Avec ses extraordinaires toiles hyper-réalistes, Mitch Griffiths plonge le spectateur dans une vision au vitriol du vingt et unième siècle et de ses travers.

Au cœur de cette œuvre à la noirceur revendiqué, les questions d’identité et d’inclusion, d’obsolescence et de conflit sont omniprésentes. Autodidacte, Griffith a fait le choix de l’hyper-réalisme pour mieux donner corps à ces notions qui promettent de hanter le spectateur, et donnent à ses œuvres un caractère à la fois familier et déconcertant. « Beaucoup disent que mes toiles sont photo-réalistes, mais ce n’est pas ce que j’essaie de réaliser.
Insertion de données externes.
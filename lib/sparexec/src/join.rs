//! Join strategies and the lazy join driver shared by `Join`, `LeftJoin` and `Minus`.

use crate::binding::{Binding, SolutionIter};
use crate::context::EvaluationContext;
use crate::error::QueryEvaluationError;
use crate::expression::Expression;
use oxrdf::Variable;
use rustc_hash::{FxHashMap, FxHasher};
use std::fmt;
use std::hash::{Hash, Hasher};
use std::rc::Rc;
use tracing::debug;

/// An algorithm computing the compatible binding pairs of two inputs.
///
/// All strategies return the same set of bindings for the same inputs. They only differ in cost and in
/// the assumptions that make them fast.
#[derive(Eq, PartialEq, Debug, Clone, Hash)]
pub enum JoinStrategy {
    /// Every left binding against every right binding. Meant for joins without join variables.
    CrossProduct,
    /// Every left binding against every right binding, keeping only the compatible pairs.
    NestedLoop,
    /// Hash table keyed by the join variable values.
    ///
    /// Assumes every join variable is bound in every binding of both sides. If it is not the case
    /// the join silently degrades to [`JoinStrategy::FloatingHash`].
    FixedHash,
    /// Hash table keyed by the join variable values plus a bucket of the bindings leaving some join
    /// variable unbound, that is checked against every probe.
    FloatingHash,
    /// Keeps the left bindings that have no compatible right partner sharing at least one bound variable,
    /// using the wrapped strategy to find the partners.
    NonExistence(Box<Self>),
}

impl JoinStrategy {
    /// The default choice for a join once the build side is known.
    pub fn select(join_variables: &[Variable], build: &[Binding]) -> Self {
        if join_variables.is_empty() {
            Self::CrossProduct
        } else if build.len() <= 1 {
            Self::NestedLoop
        } else if build
            .iter()
            .all(|b| join_variables.iter().all(|v| b.is_bound(v)))
        {
            Self::FixedHash
        } else {
            Self::FloatingHash
        }
    }

    /// Wraps the strategy into a non-existence check.
    #[must_use]
    pub fn non_existence(self) -> Self {
        match self {
            Self::NonExistence(_) => self,
            _ => Self::NonExistence(Box::new(self)),
        }
    }

    pub fn is_non_existence(&self) -> bool {
        matches!(self, Self::NonExistence(_))
    }

    /// The strategy used to find compatible pairs, i.e. without the non-existence wrappers.
    pub fn base(&self) -> &Self {
        match self {
            Self::NonExistence(inner) => inner.base(),
            _ => self,
        }
    }
}

impl fmt::Display for JoinStrategy {
    fn fmt(&self, f: &mut fmt::Formatter<'_>) -> fmt::Result {
        match self {
            Self::CrossProduct => f.write_str("CrossProduct"),
            Self::NestedLoop => f.write_str("NestedLoop"),
            Self::FixedHash => f.write_str("FixedHash"),
            Self::FloatingHash => f.write_str("FloatingHash"),
            Self::NonExistence(inner) => write!(f, "NonExistence({inner})"),
        }
    }
}

/// Hash of the join variable values, `None` if one of them is unbound.
fn join_key(binding: &Binding, join_variables: &[Variable]) -> Option<u64> {
    let mut hasher = FxHasher::default();
    for variable in join_variables {
        binding.get(variable)?.hash(&mut hasher);
    }
    Some(hasher.finish())
}

/// The right side of a join, indexed according to the strategy.
pub(crate) struct BuiltSide {
    join_variables: Rc<[Variable]>,
    index: BuiltIndex,
    len: usize,
}

enum BuiltIndex {
    Scan(Vec<Binding>),
    Hashed {
        bound: FxHashMap<u64, Vec<Binding>>,
        /// Bindings leaving some join variable unbound, only filled by the floating strategy
        unbound: Vec<Binding>,
    },
}

impl BuiltSide {
    pub(crate) fn build(
        strategy: &JoinStrategy,
        join_variables: Rc<[Variable]>,
        bindings: Vec<Binding>,
    ) -> Self {
        let len = bindings.len();
        let index = match strategy.base() {
            JoinStrategy::CrossProduct | JoinStrategy::NestedLoop => BuiltIndex::Scan(bindings),
            JoinStrategy::FixedHash | JoinStrategy::FloatingHash | JoinStrategy::NonExistence(_) => {
                let mut bound = FxHashMap::<u64, Vec<Binding>>::default();
                let mut unbound = Vec::new();
                for binding in bindings {
                    if let Some(key) = join_key(&binding, &join_variables) {
                        bound.entry(key).or_default().push(binding);
                    } else {
                        unbound.push(binding);
                    }
                }
                if !unbound.is_empty() && *strategy.base() == JoinStrategy::FixedHash {
                    debug!(
                        unbound = unbound.len(),
                        "fixed hash join with partially bound join variables, falling back to floating hash join"
                    );
                }
                BuiltIndex::Hashed { bound, unbound }
            }
        };
        Self {
            join_variables,
            index,
            len,
        }
    }

    pub(crate) fn is_empty(&self) -> bool {
        self.len == 0
    }

    /// Calls `f` on every built binding compatible with `probe`.
    fn for_each_compatible(&self, probe: &Binding, mut f: impl FnMut(&Binding)) {
        let mut check = |candidate: &Binding| {
            if probe.is_compatible_with(candidate, &self.join_variables) {
                f(candidate);
            }
        };
        match &self.index {
            BuiltIndex::Scan(bindings) => bindings.iter().for_each(check),
            BuiltIndex::Hashed { bound, unbound } => {
                if let Some(key) = join_key(probe, &self.join_variables) {
                    if let Some(bucket) = bound.get(&key) {
                        bucket.iter().for_each(&mut check);
                    }
                } else {
                    // A partially bound probe may match any bucket
                    bound.values().flatten().for_each(&mut check);
                }
                unbound.iter().for_each(check);
            }
        }
    }

    /// The merges of `probe` with its compatible built bindings.
    pub(crate) fn join(&self, probe: &Binding, output: &mut Vec<Binding>) {
        self.for_each_compatible(probe, |candidate| output.push(probe.merge(candidate)));
    }

    /// Returns if some built binding is compatible with `probe` and shares a bound variable with it.
    pub(crate) fn eliminates(&self, probe: &Binding) -> bool {
        let mut eliminated = false;
        self.for_each_compatible(probe, |candidate| {
            eliminated |= probe.shares_bound_variable_with(candidate);
        });
        eliminated
    }

    /// Returns if some built binding is compatible with `probe`.
    pub(crate) fn has_compatible(&self, probe: &Binding) -> bool {
        let mut found = false;
        self.for_each_compatible(probe, |_| found = true);
        found
    }
}

/// A restartable source of bindings.
pub type BindingSource<'a> = Rc<dyn Fn(&EvaluationContext<'a>) -> SolutionIter<'a> + 'a>;

#[derive(Clone)]
enum JoinKind {
    Inner,
    LeftOuter {
        filter: Option<Rc<Expression>>,
        right_variables: Rc<[Variable]>,
    },
    Minus,
}

/// Lazily joins two sources of bindings.
///
/// Every call to [`iter`](Self::iter) starts a fresh traversal: the left source is streamed and the right
/// source is only evaluated and indexed when the first left binding shows up.
/// The evaluation context is checked for cancellation and timeout once per produced binding.
#[derive(Clone)]
pub struct JoinEnumerable<'a> {
    left: BindingSource<'a>,
    right: BindingSource<'a>,
    join_variables: Rc<[Variable]>,
    strategy: Option<JoinStrategy>,
    kind: JoinKind,
}

impl<'a> JoinEnumerable<'a> {
    /// An inner join, the strategy being picked when the right side is built.
    pub fn new(
        left: BindingSource<'a>,
        right: BindingSource<'a>,
        join_variables: impl Into<Rc<[Variable]>>,
    ) -> Self {
        Self {
            left,
            right,
            join_variables: join_variables.into(),
            strategy: None,
            kind: JoinKind::Inner,
        }
    }

    /// Forces a join strategy. A [`JoinStrategy::NonExistence`] strategy turns the join into a `MINUS`.
    #[must_use]
    pub fn with_strategy(mut self, strategy: JoinStrategy) -> Self {
        if strategy.is_non_existence() {
            self.kind = JoinKind::Minus;
        }
        self.strategy = Some(strategy);
        self
    }

    /// Turns the join into a `LeftJoin`.
    ///
    /// The `right_variables` that are not given a value by the right side are explicitly unbound
    /// in the left bindings without partner.
    #[must_use]
    pub fn left_outer(
        mut self,
        filter: Option<Expression>,
        right_variables: impl Into<Rc<[Variable]>>,
    ) -> Self {
        self.kind = JoinKind::LeftOuter {
            filter: filter.map(Rc::new),
            right_variables: right_variables.into(),
        };
        self
    }

    /// Turns the join into a `Minus`.
    #[must_use]
    pub fn minus(mut self) -> Self {
        self.kind = JoinKind::Minus;
        self.strategy = self.strategy.map(JoinStrategy::non_existence);
        self
    }

    pub fn iter(&self, context: &EvaluationContext<'a>) -> SolutionIter<'a> {
        Box::new(JoinIterator {
            context: context.clone(),
            left: (self.left)(context),
            right: Rc::clone(&self.right),
            join_variables: Rc::clone(&self.join_variables),
            strategy: self.strategy.clone(),
            kind: self.kind.clone(),
            built: None,
            buffered_results: Vec::new(),
        })
    }
}

struct JoinIterator<'a> {
    context: EvaluationContext<'a>,
    left: SolutionIter<'a>,
    right: BindingSource<'a>,
    join_variables: Rc<[Variable]>,
    strategy: Option<JoinStrategy>,
    kind: JoinKind,
    built: Option<BuiltSide>,
    buffered_results: Vec<Binding>,
}

impl JoinIterator<'_> {
    fn build(&mut self) -> Result<BuiltSide, QueryEvaluationError> {
        let right = (self.right)(&self.context).collect::<Result<Vec<_>, _>>()?;
        let strategy = self
            .strategy
            .clone()
            .unwrap_or_else(|| JoinStrategy::select(&self.join_variables, &right));
        debug!(
            %strategy,
            join_variables = ?self.join_variables,
            build = right.len(),
            "join build side ready"
        );
        Ok(BuiltSide::build(
            &strategy,
            Rc::clone(&self.join_variables),
            right,
        ))
    }

    fn probe(&mut self, left: Binding, built: &BuiltSide) {
        match &self.kind {
            JoinKind::Inner => built.join(&left, &mut self.buffered_results),
            JoinKind::Minus => {
                // MINUS of an empty pattern is a no-op
                if built.is_empty() || !built.eliminates(&left) {
                    self.buffered_results.push(left);
                }
            }
            JoinKind::LeftOuter {
                filter,
                right_variables,
            } => {
                let start = self.buffered_results.len();
                built.join(&left, &mut self.buffered_results);
                if let Some(filter) = filter {
                    let evaluator = self.context.expression_evaluator();
                    let mut i = start;
                    while i < self.buffered_results.len() {
                        if evaluator
                            .evaluate_effective_boolean_value(
                                filter,
                                &self.buffered_results[i],
                                &self.context,
                            )
                            .unwrap_or(false)
                        {
                            i += 1;
                        } else {
                            self.buffered_results.swap_remove(i);
                        }
                    }
                }
                if self.buffered_results.len() == start {
                    let mut left = left;
                    for variable in right_variables.iter() {
                        if !left.contains(variable) {
                            left = left.with_unbound(variable.clone());
                        }
                    }
                    self.buffered_results.push(left);
                }
            }
        }
    }
}

impl Iterator for JoinIterator<'_> {
    type Item = Result<Binding, QueryEvaluationError>;

    fn next(&mut self) -> Option<Self::Item> {
        loop {
            if let Some(result) = self.buffered_results.pop() {
                if let Err(error) = self.context.check() {
                    self.buffered_results.clear();
                    return Some(Err(error));
                }
                return Some(Ok(result));
            }
            let left = match self.left.next()? {
                Ok(left) => left,
                Err(error) => return Some(Err(error)),
            };
            let built = match self.built.take() {
                Some(built) => built,
                None => match self.build() {
                    Ok(built) => built,
                    Err(error) => {
                        // The left side is not worth reading anymore
                        self.left = Box::new(std::iter::empty());
                        return Some(Err(error));
                    }
                },
            };
            self.probe(left, &built);
            self.built = Some(built);
        }
    }
}

/// Left bindings filtered by the existence of a compatible right binding (`FILTER [NOT] EXISTS`).
pub(crate) fn exists_filter(
    left: &[Binding],
    right: Vec<Binding>,
    join_variables: Rc<[Variable]>,
    must_exist: bool,
) -> Vec<Binding> {
    let strategy = JoinStrategy::select(&join_variables, &right);
    let built = BuiltSide::build(&strategy, join_variables, right);
    left.iter()
        .filter(|l| built.has_compatible(l) == must_exist)
        .cloned()
        .collect()
}
#[cfg(test)]
#[expect(clippy::panic_in_result_fn)]
mod tests {
    use super::*;
    use crate::QueryEvaluator;
    use oxrdf::vocab::xsd;
    use oxrdf::{Dataset, NamedNode};

    fn run(
        aggregate: &AggregateExpression,
        values: Vec<Option<Term>>,
    ) -> Result<Option<Term>, Box<dyn std::error::Error>> {
        let dataset = Dataset::new();
        let context = QueryEvaluator::new().start(&dataset);
        let x = Variable::new("x")?;
        let mut accumulator = aggregate.start();
        for value in values {
            let binding = match value {
                Some(value) => Binding::default().with(x.clone(), value),
                None => Binding::default().with_unbound(x.clone()),
            };
            if !accumulator.accept(&binding, &context) {
                break;
            }
        }
        accumulator.end();
        Ok(accumulator.value().cloned())
    }

    fn x() -> Expression {
        Variable::new_unchecked("x").into()
    }

    #[test]
    fn test_sum_promotes_to_decimal() -> Result<(), Box<dyn std::error::Error>> {
        let sum = run(
            &AggregateExpression::new(AggregateFunction::Sum, x()),
            vec![
                Some(Literal::from(1).into()),
                Some(Literal::new_typed_literal("2.5", xsd::DECIMAL).into()),
            ],
        )?;
        assert_eq!(
            sum,
            Some(Literal::new_typed_literal("3.5", xsd::DECIMAL).into())
        );
        Ok(())
    }

    #[test]
    fn test_sum_is_poisoned_by_non_numeric() -> Result<(), Box<dyn std::error::Error>> {
        let sum = run(
            &AggregateExpression::new(AggregateFunction::Sum, x()),
            vec![
                Some(Literal::from(1).into()),
                Some(Literal::from("a").into()),
                Some(Literal::from(2).into()),
            ],
        )?;
        assert_eq!(sum, None);
        Ok(())
    }

    #[test]
    fn test_empty_sum_and_avg_are_zero() -> Result<(), Box<dyn std::error::Error>> {
        for function in [AggregateFunction::Sum, AggregateFunction::Avg] {
            let value = run(&AggregateExpression::new(function, x()), Vec::new())?;
            assert_eq!(value, Some(Literal::from(0).into()));
        }
        Ok(())
    }

    #[test]
    fn test_avg_of_integers_is_decimal() -> Result<(), Box<dyn std::error::Error>> {
        let avg = run(
            &AggregateExpression::new(AggregateFunction::Avg, x()),
            vec![Some(Literal::from(1).into()), Some(Literal::from(2).into())],
        )?;
        assert_eq!(
            avg,
            Some(Literal::new_typed_literal("1.5", xsd::DECIMAL).into())
        );
        Ok(())
    }

    #[test]
    fn test_count_skips_unbound_and_distinct() -> Result<(), Box<dyn std::error::Error>> {
        let values = vec![
            Some(Literal::from(1).into()),
            None,
            Some(Literal::from(1).into()),
        ];
        assert_eq!(
            run(
                &AggregateExpression::new(AggregateFunction::Count, x()),
                values.clone()
            )?,
            Some(Literal::from(2).into())
        );
        assert_eq!(
            run(
                &AggregateExpression::distinct(AggregateFunction::Count, x()),
                values.clone()
            )?,
            Some(Literal::from(1).into())
        );
        assert_eq!(
            run(&AggregateExpression::CountSolutions { distinct: false }, values)?,
            Some(Literal::from(3).into())
        );
        Ok(())
    }

    #[test]
    fn test_min_max() -> Result<(), Box<dyn std::error::Error>> {
        let values = vec![
            Some(Literal::from(3).into()),
            Some(Literal::new_typed_literal("1.5", xsd::DECIMAL).into()),
            None,
            Some(Literal::from(2).into()),
        ];
        assert_eq!(
            run(
                &AggregateExpression::new(AggregateFunction::Min, x()),
                values.clone()
            )?,
            Some(Literal::new_typed_literal("1.5", xsd::DECIMAL).into())
        );
        assert_eq!(
            run(&AggregateExpression::new(AggregateFunction::Max, x()), values)?,
            Some(Literal::from(3).into())
        );
        Ok(())
    }

    #[test]
    fn test_max_of_incomparable_is_unbound() -> Result<(), Box<dyn std::error::Error>> {
        let max = run(
            &AggregateExpression::new(AggregateFunction::Max, x()),
            vec![
                Some(Literal::from(1).into()),
                Some(NamedNode::new("http://example.com/a")?.into()),
                Some(Literal::from(5).into()),
            ],
        )?;
        assert_eq!(max, None);
        Ok(())
    }

    #[test]
    fn test_numeric_min_max_ignore_non_numeric_values() -> Result<(), Box<dyn std::error::Error>> {
        let values = vec![
            Some(Literal::from(1).into()),
            Some(NamedNode::new("http://example.com/a")?.into()),
            Some(Literal::from("z").into()),
            None,
            Some(Literal::from(5).into()),
            Some(Literal::new_typed_literal("2.5", xsd::DECIMAL).into()),
        ];
        // The result is promoted to the highest numeric type seen
        assert_eq!(
            run(
                &AggregateExpression::new(AggregateFunction::NumericMax, x()),
                values.clone()
            )?,
            Some(Literal::new_typed_literal("5", xsd::DECIMAL).into())
        );
        assert_eq!(
            run(
                &AggregateExpression::new(AggregateFunction::NumericMin, x()),
                values
            )?,
            Some(Literal::new_typed_literal("1", xsd::DECIMAL).into())
        );
        assert_eq!(
            run(
                &AggregateExpression::new(AggregateFunction::NumericMax, x()),
                vec![
                    Some(Literal::from(2).into()),
                    Some(Literal::new_typed_literal("NaN", xsd::DOUBLE).into()),
                    Some(Literal::from(7).into()),
                ]
            )?,
            Some(Literal::from(7).into())
        );
        assert_eq!(
            run(
                &AggregateExpression::new(AggregateFunction::NumericMin, x()),
                vec![Some(Literal::from("a").into()), None]
            )?,
            None
        );
        Ok(())
    }

    #[test]
    fn test_sample_takes_first_value() -> Result<(), Box<dyn std::error::Error>> {
        let sample = run(
            &AggregateExpression::new(AggregateFunction::Sample, x()),
            vec![
                None,
                Some(Literal::from("a").into()),
                Some(Literal::from("b").into()),
            ],
        )?;
        assert_eq!(sample, Some(Literal::from("a").into()));
        Ok(())
    }

    #[test]
    fn test_group_concat_skips_unbound() -> Result<(), Box<dyn std::error::Error>> {
        let concat = run(
            &AggregateExpression::new(
                AggregateFunction::GroupConcat {
                    separator: Some(Literal::from(",").into()),
                },
                x(),
            ),
            vec![
                Some(Literal::from("a").into()),
                None,
                Some(Literal::from("b").into()),
            ],
        )?;
        assert_eq!(concat, Some(Literal::from("a,b").into()));
        Ok(())
    }

    #[test]
    fn test_group_concat_default_separator_and_language() -> Result<(), Box<dyn std::error::Error>>
    {
        let concat = run(
            &AggregateExpression::new(AggregateFunction::GroupConcat { separator: None }, x()),
            vec![
                Some(Literal::new_language_tagged_literal("a", "en")?.into()),
                Some(Literal::new_language_tagged_literal("b", "en")?.into()),
            ],
        )?;
        assert_eq!(
            concat,
            Some(Literal::new_language_tagged_literal("a b", "en")?.into())
        );
        Ok(())
    }

    #[test]
    fn test_median_and_mode() -> Result<(), Box<dyn std::error::Error>> {
        let values = vec![
            Some(Literal::from(4).into()),
            Some(Literal::from(1).into()),
            Some(Literal::from(4).into()),
            Some(Literal::from(2).into()),
        ];
        assert_eq!(
            run(
                &AggregateExpression::new(AggregateFunction::Median, x()),
                values.clone()
            )?,
            Some(Literal::from(4).into())
        );
        assert_eq!(
            run(&AggregateExpression::new(AggregateFunction::Mode, x()), values)?,
            Some(Literal::from(4).into())
        );
        assert_eq!(
            run(
                &AggregateExpression::new(AggregateFunction::Mode, x()),
                vec![Some(Literal::from(1).into()), None]
            )?,
            None
        );
        Ok(())
    }

    #[test]
    fn test_boolean_aggregates() -> Result<(), Box<dyn std::error::Error>> {
        let values = vec![
            Some(Literal::from(true).into()),
            Some(Literal::from(false).into()),
        ];
        assert_eq!(
            run(
                &AggregateExpression::new(AggregateFunction::All, x()),
                values.clone()
            )?,
            Some(Literal::from(false).into())
        );
        assert_eq!(
            run(
                &AggregateExpression::new(AggregateFunction::Any, x()),
                values.clone()
            )?,
            Some(Literal::from(true).into())
        );
        assert_eq!(
            run(&AggregateExpression::new(AggregateFunction::None, x()), values)?,
            Some(Literal::from(false).into())
        );
        Ok(())
    }
}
J’essaie de faire entrer le spectateur dans ma réalité». Une réalité complexe tant sur le plan idéologique et pictural, qui se nourrit des canons de peinture représentative des grands maîtres classiques pour dresser minutieusement et avec un réalisme époustouflant, l’inventaire des perversions d’une société consumériste consommée par la consommation lui-même, et d’une civilisation occidentale de plus en plus enfermée dans le nationalisme et la recherche effrénée de célébrité. Avec une approche initiale étonnamment libre, Griffiths travaille une forme très directe et riche en symboles, qui emporte le spectateur dans un univers complexe, à la fois complètement fantasmé et terriblement réél.